Complex numbers are numbers that consist of both a real part and an imaginary part and can be conveniently represented as binomials. In the exercise, we encounter binomials such as \(\sqrt{2} - 4i\) and \(\sqrt{2} + 4i\). These two binomials are known as conjugates. Conjugates have a special form: when you multiply them, the imaginary components cancel each other out.

• A conjugate is simply formed by changing the sign between the real part and the imaginary part. For example, if one binomial is \(a + bi\), its conjugate would be \(a - bi\).
• In our case, \(a = \sqrt{2}\) and \(b = 4\), so \((\sqrt{2} - 4i)\) and \((\sqrt{2} + 4i)\) are conjugates of each other.

This cancellation of imaginary parts makes conjugates particularly useful, as the resulting product is a real number, simplifying calculations involving complex numbers.

When dealing with conjugates, we utilize the difference of squares formula. The difference of squares is a pattern that occurs when multiplying two conjugates together.

• The formula states that for any two numbers \(a\) and \(b\), the product \((a + b)(a - b)\) is \(a^2 - b^2\).
• But in the case of complex conjugates like \((a + bi)(a - bi)\), the formula modifies slightly to become \(a^2 + b^2\).

In the exercise, here’s how these squares work:

• Square the real number: \((\sqrt{2})^2 = 2\).
• Square the imaginary part’s coefficient: \(4^2 = 16\).

Then, simply sum these squares: \(2 + 16 = 18\), which is also the final product, already simplified to a real number.
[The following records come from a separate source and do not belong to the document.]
//! Enemies, coins and projectiles, plus the pool that recycles them
//!
//! Nothing here is ever freed during a level: inactive entries are reused
//! before a pool grows.

use glam::Vec2;
use rand::Rng;
use serde::{Deserialize, Serialize};

use super::collision::Rect;
use crate::consts::*;

/// An entity that can sit idle in a [`Pool`]
pub trait Recyclable {
    fn is_active(&self) -> bool;
}

/// Collection that hands out inactive entries before allocating new ones
#[derive(Debug, Clone, Default, Serialize, Deserialize)]
pub struct Pool<T> {
    items: Vec<T>,
}

impl<T: Recyclable> Pool<T> {
    pub fn new() -> Self {
        Self { items: Vec::new() }
    }

    /// Pool pre-filled with `count` idle entries
    pub fn filled(count: usize, make: impl FnMut() -> T) -> Self {
        Self {
            items: std::iter::repeat_with(make).take(count).collect(),
        }
    }

    /// First idle entry, if any
    pub fn idle_mut(&mut self) -> Option<&mut T> {
        self.items.iter_mut().find(|item| !item.is_active())
    }

    /// Reuse an idle entry or grow the pool with `make`
    pub fn acquire(&mut self, make: impl FnOnce() -> T) -> &mut T {
        match self.items.iter().position(|item| !item.is_active()) {
            Some(idx) => &mut self.items[idx],
            None => {
                self.items.push(make());
                let last = self.items.len() - 1;
                &mut self.items[last]
            }
        }
    }

    pub fn iter(&self) -> impl Iterator<Item = &T> {
        self.items.iter()
    }

    pub fn iter_mut(&mut self) -> impl Iterator<Item = &mut T> {
        self.items.iter_mut()
    }

    pub fn active(&self) -> impl Iterator<Item = &T> {
        self.items.iter().filter(|item| item.is_active())
    }

    pub fn active_mut(&mut self) -> impl Iterator<Item = &mut T> {
        self.items.iter_mut().filter(|item| item.is_active())
    }

    /// Total entries, idle included
    pub fn len(&self) -> usize {
        self.items.len()
    }

    pub fn is_empty(&self) -> bool {
        self.items.is_empty()
    }
}

/// A flying enemy that bounces between two heights while drifting left
#[derive(Debug, Clone, Serialize, Deserialize)]
pub struct Enemy {
    pub pos: Vec2,
    pub dir: Vec2,
    pub speed: f32,
    pub health: u8,
    pub active: bool,
    /// Set when the latest hit took the last health point
    pub killed: bool,
}

impl Default for Enemy {
    fn default() -> Self {
        Self {
            pos: Vec2::new(ENEMY_START_X, ENEMY_START_Y),
            dir: Vec2::NEG_X,
            speed: 0.0,
            health: ENEMY_HEALTH,
            active: false,
            killed: false,
        }
    }
}

impl Recyclable for Enemy {
    fn is_active(&self) -> bool {
        self.active
    }
}

impl Enemy {
    pub fn bounds(&self) -> Rect {
        Rect::new(self.pos, Vec2::splat(ENEMY_SIZE))
    }

    /// Activate at the start position heading left-ish at a random speed
    pub fn spawn(&mut self, rng: &mut impl Rng) {
        let slope = rng.random_range(-3..=2) as f32;
        self.pos = Vec2::new(ENEMY_START_X, ENEMY_START_Y);
        self.dir = Vec2::new(-1.0, slope).normalize();
        self.speed = rng.random_range(ENEMY_MIN_SPEED..ENEMY_MAX_SPEED);
        self.health = ENEMY_HEALTH;
        self.active = true;
        self.killed = false;
    }

    /// Take one point of damage
    pub fn hit(&mut self) {
        if self.active {
            self.health = self.health.saturating_sub(1);
        }
        self.active = self.health > 0;
        self.killed = !self.active;
    }

    fn reset(&mut self) {
        *self = Self::default();
    }

    pub fn update(&mut self, dt: f32) {
        if !self.active {
            return;
        }
        let bounds = self.bounds();
        if bounds.top() < ENEMY_MIN_Y || bounds.bottom() > ENEMY_MAX_Y {
            self.dir.y = -self.dir.y;
        }
        if bounds.right() < 0.0 {
            self.reset();
            return;
        }
        self.pos += self.dir * self.speed * dt;
    }
}

/// A coin dropped by a killed enemy
#[derive(Debug, Clone, Serialize, Deserialize)]
pub struct Coin {
    pub pos: Vec2,
    pub active: bool,
}

impl Recyclable for Coin {
    fn is_active(&self) -> bool {
        self.active
    }
}

impl Coin {
    pub fn new(pos: Vec2) -> Self {
        Self { pos, active: true }
    }

    pub fn bounds(&self) -> Rect {
        Rect::new(self.pos, Vec2::splat(COIN_SIZE))
    }

    pub fn spawn(&mut self, pos: Vec2) {
        self.pos = pos;
        self.active = true;
    }

    pub fn update(&mut self, dt: f32) {
        if self.bounds().right() < 0.0 {
            self.active = false;
        }
        if !self.active {
            return;
        }
        self.pos.x -= SCROLL_SPEED * dt;
    }
}

/// A shot fired by the player toward the cursor
#[derive(Debug, Clone, Serialize, Deserialize)]
pub struct Projectile {
    pub pos: Vec2,
    pub dir: Vec2,
    pub active: bool,
}

impl Recyclable for Projectile {
    fn is_active(&self) -> bool {
        self.active
    }
}

impl Projectile {
    pub fn new(pos: Vec2, target: Vec2) -> Self {
        let mut projectile = Self {
            pos,
            dir: Vec2::ZERO,
            active: false,
        };
        projectile.fire(pos, target);
        projectile
    }

    pub fn bounds(&self) -> Rect {
        Rect::new(self.pos, Vec2::splat(PROJECTILE_SIZE))
    }

    /// Launch from `from` toward `target`, aiming with the projectile's centre
    pub fn fire(&mut self, from: Vec2, target: Vec2) {
        self.pos = from;
        let aim = target - from - Vec2::splat(PROJECTILE_SIZE / 2.0);
        self.dir = aim.normalize_or_zero();
        self.active = true;
    }

    pub fn update(&mut self, dt: f32) {
        if !self.active {
            return;
        }
        self.pos += self.dir * PROJECTILE_SPEED * dt;
    }
}

#[cfg(test)]
mod tests {
    use super::*;
    use rand::SeedableRng;
    use rand_pcg::Pcg32;

    #[test]
    fn test_pool_reuses_idle_entries() {
        let mut pool: Pool<Coin> = Pool::new();
        pool.acquire(|| Coin::new(Vec2::ZERO));
        assert_eq!(pool.len(), 1);

        // Active entry is not reused
        pool.acquire(|| Coin::new(Vec2::ONE));
        assert_eq!(pool.len(), 2);

        pool.iter_mut().next().unwrap().active = false;
        let coin = pool.acquire(|| Coin::new(Vec2::ONE));
        coin.spawn(Vec2::new(5.0, 5.0));
        assert_eq!(pool.len(), 2);
        assert_eq!(pool.active().count(), 2);
    }

    #[test]
    fn test_filled_pool_starts_idle() {
        let mut pool = Pool::filled(ENEMY_COUNT, Enemy::default);
        assert_eq!(pool.len(), ENEMY_COUNT);
        assert_eq!(pool.active().count(), 0);
        assert!(pool.idle_mut().is_some());
    }

    #[test]
    fn test_enemy_spawn_ranges() {
        let mut rng = Pcg32::seed_from_u64(3);
        let mut enemy = Enemy::default();
        for _ in 0..100 {
            enemy.spawn(&mut rng);
            assert!(enemy.active);
            assert_eq!(enemy.health, ENEMY_HEALTH);
            assert!(enemy.dir.x < 0.0);
            assert!((enemy.dir.length() - 1.0).abs() < 1e-5);
            assert!(enemy.speed >= ENEMY_MIN_SPEED && enemy.speed < ENEMY_MAX_SPEED);
        }
    }

    #[test]
    fn test_enemy_dies_after_two_hits() {
        let mut rng = Pcg32::seed_from_u64(3);
        let mut enemy = Enemy::default();
        enemy.spawn(&mut rng);

        enemy.hit();
        assert!(enemy.active);
        assert!(!enemy.killed);

        enemy.hit();
        assert!(!enemy.active);
        assert!(enemy.killed);
    }

    #[test]
    fn test_enemy_bounces_and_leaves() {
        let mut enemy = Enemy {
            pos: Vec2::new(500.0, ENEMY_MIN_Y - 1.0),
            dir: Vec2::new(-1.0, -1.0).normalize(),
            speed: 100.0,
            active: true,
            ..Enemy::default()
        };
        enemy.update(SIM_DT);
        assert!(enemy.dir.y > 0.0);

        enemy.pos.x = -ENEMY_SIZE - 1.0;
        enemy.update(SIM_DT);
        assert!(!enemy.active);
        assert_eq!(enemy.pos, Vec2::new(ENEMY_START_X, ENEMY_START_Y));
    }

    #[test]
    fn test_coin_scrolls_and_expires() {
        let mut coin = Coin::new(Vec2::new(0.0, 200.0));
        coin.update(0.1);
        assert_eq!(coin.pos.x, -25.0);
        assert!(coin.active);

        coin.pos.x = -COIN_SIZE - 1.0;
        coin.update(0.1);
        assert!(!coin.active);
    }

    #[test]
    fn test_projectile_flies_toward_target() {
        let from = Vec2::new(100.0, 100.0);
        let target = from + Vec2::new(200.0, 0.0) + Vec2::splat(PROJECTILE_SIZE / 2.0);
        let mut shot = Projectile::new(from, target);
        assert!(shot.active);
        assert!((shot.dir - Vec2::X).length() < 1e-5);

        shot.update(0.5);
        assert!((shot.pos.x - 400.0).abs() < 1e-3);
    }
}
In algebra, it's common to express complex numbers in a standard form, which is a way of writing them clearly. The standard form for a complex number is \(a + bi\), where \(a\) is the real part and \(b\) is the imaginary part.Let's breakdown what this means:

• If a complex number is already simplified to a real number, like \(18\) in our exercise, that's still considered its standard form but as a purely real number. This is because the imaginary part \(bi\) is equal to zero.
• It is crucial to recognize what's considered standard, especially when multiplying complex numbers, so that the answer is easily understandable.

In this problem, after utilizing the properties of conjugates and the difference of squares, we reach a solution that is a real number, \(18\). Although there is no imaginary part, it is perfectly acceptable and expected for it to be in this format.